I remember sitting on the hill overlooking the Pyramid stage at Glastonbury one sunny afternoon and not noticing a figure shuffling onto the stage in the distance.

Suddenly a deep toned and very Welsh “Hello” came over the PA

Howard had famously been described as sounding like Richard Burton and looking like a Rolling Stone – “I wish it was the other way round” he’d say.

The voice continued, “I have been asked to come out here to ask you not to piss in the hedge. You see, it all drains into the stream and kills the fishes, and we haven’t come here to kill the fishes”.

The crowd turned their heads. ‘That’s Howard Marks’, ‘Where?’, ‘There, on the stage’. People stood up to get a better look, at Glastonbury he was a man who needed no introduction.

I’m sure there are fishes in Somerset who owe their lives to Howard.

In 2009 they made a film of Mr Nice staring Howard’s mate and fellow Welshman Rhys Ifans.

By December the film was in the can and due for release in the New Year. Howard was booked at The Cellars in Eastney to do a small warm up gig before his upcoming tour. We booked the front two rows for our firms Christmas do.

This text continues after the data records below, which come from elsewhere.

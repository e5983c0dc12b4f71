//! Capacity Table
//!
//! Free-worker counts per known node. Entries are placement hints: the last
//! write wins and staleness is tolerated.

use crate::membership::types::NodeId;

use dashmap::DashMap;
use serde::{Deserialize, Serialize};

#[derive(Debug, Clone, PartialEq, Eq, Serialize, Deserialize)]
pub struct CapacityEntry {
    pub node: NodeId,
    pub short_running_free: u64,
    pub long_running_free: u64,
}

impl CapacityEntry {
    pub fn empty(node: &NodeId) -> Self {
        Self {
            node: node.clone(),
            short_running_free: 0,
            long_running_free: 0,
        }
    }

    pub fn free(&self, long_running: bool) -> u64 {
        if long_running {
            self.long_running_free
        } else {
            self.short_running_free
        }
    }
}

#[derive(Debug, Default)]
pub struct CapacityTable {
    entries: DashMap<NodeId, CapacityEntry>,
}

impl CapacityTable {
    pub fn new() -> Self {
        Self::default()
    }

    /// Adds a zero-capacity entry unless the node is already known.
    pub fn register(&self, node: &NodeId) {
        self.entries
            .entry(node.clone())
            .or_insert_with(|| CapacityEntry::empty(node));
    }

    pub fn update_free(&self, node: &NodeId, short_running_free: u64, long_running_free: u64) {
        let mut entry = self
            .entries
            .entry(node.clone())
            .or_insert_with(|| CapacityEntry::empty(node));
        entry.short_running_free = short_running_free;
        entry.long_running_free = long_running_free;
    }

    pub fn update_short_running_free(&self, node: &NodeId, free: u64) {
        self.entries
            .entry(node.clone())
            .or_insert_with(|| CapacityEntry::empty(node))
            .short_running_free = free;
    }

    pub fn update_long_running_free(&self, node: &NodeId, free: u64) {
        self.entries
            .entry(node.clone())
            .or_insert_with(|| CapacityEntry::empty(node))
            .long_running_free = free;
    }

    pub fn get(&self, node: &NodeId) -> Option<CapacityEntry> {
        self.entries.get(node).map(|entry| entry.value().clone())
    }

    pub fn remove(&self, node: &NodeId) -> Option<CapacityEntry> {
        self.entries.remove(node).map(|(_, entry)| entry)
    }

    /// Snapshot of all entries in node id order.
    pub fn entries(&self) -> Vec<CapacityEntry> {
        let mut entries: Vec<CapacityEntry> = self
            .entries
            .iter()
            .map(|entry| entry.value().clone())
            .collect();
        entries.sort_by(|a, b| a.node.cmp(&b.node));
        entries
    }

    pub fn len(&self) -> usize {
        self.entries.len()
    }

    pub fn is_empty(&self) -> bool {
        self.entries.is_empty()
    }
}

#[cfg(test)]
mod tests {
    use super::*;

    #[test]
    fn test_register_does_not_overwrite() {
        let table = CapacityTable::new();
        let node = NodeId::from("node-a");

        table.update_free(&node, 4, 2);
        table.register(&node);

        let entry = table.get(&node).unwrap();
        assert_eq!(entry.short_running_free, 4);
        assert_eq!(entry.long_running_free, 2);
    }

    #[test]
    fn test_partial_updates_keep_other_pool() {
        let table = CapacityTable::new();
        let node = NodeId::from("node-a");

        table.update_short_running_free(&node, 7);
        table.update_long_running_free(&node, 3);
        table.update_short_running_free(&node, 6);

        let entry = table.get(&node).unwrap();
        assert_eq!(entry.free(false), 6);
        assert_eq!(entry.free(true), 3);
    }

    #[test]
    fn test_update_free_is_idempotent_last_write_wins() {
        let table = CapacityTable::new();
        let node = NodeId::from("node-a");

        table.update_free(&node, 1, 1);
        table.update_free(&node, 5, 0);
        table.update_free(&node, 5, 0);

        assert_eq!(table.len(), 1);
        assert_eq!(table.get(&node), Some(CapacityEntry {
            node: node.clone(),
            short_running_free: 5,
            long_running_free: 0,
        }));
    }

    #[test]
    fn test_remove() {
        let table = CapacityTable::new();
        let node = NodeId::from("node-a");

        table.register(&node);
        assert!(table.remove(&node).is_some());
        assert!(table.get(&node).is_none());
        assert!(table.remove(&node).is_none());
        assert!(table.is_empty());
    }
}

At one point during the evening Howard showed us an unauthorised trailer for the film, it was cut to the Rolling Stones and Jimi Hendrix – music they would never get the rights to use but it was bloody brilliant and raised a huge cheer.

I spoke to him that night about how he would be remembered. I suggested that when this is all over, and the dust has settled, his legacy would be the autobiography Mr Nice and this movie. “I’m happy with that” he said.

Smuggler, scholar, stoner, cultural icon, legend, to me he was all these but I just knew him as Howard, and I will miss him.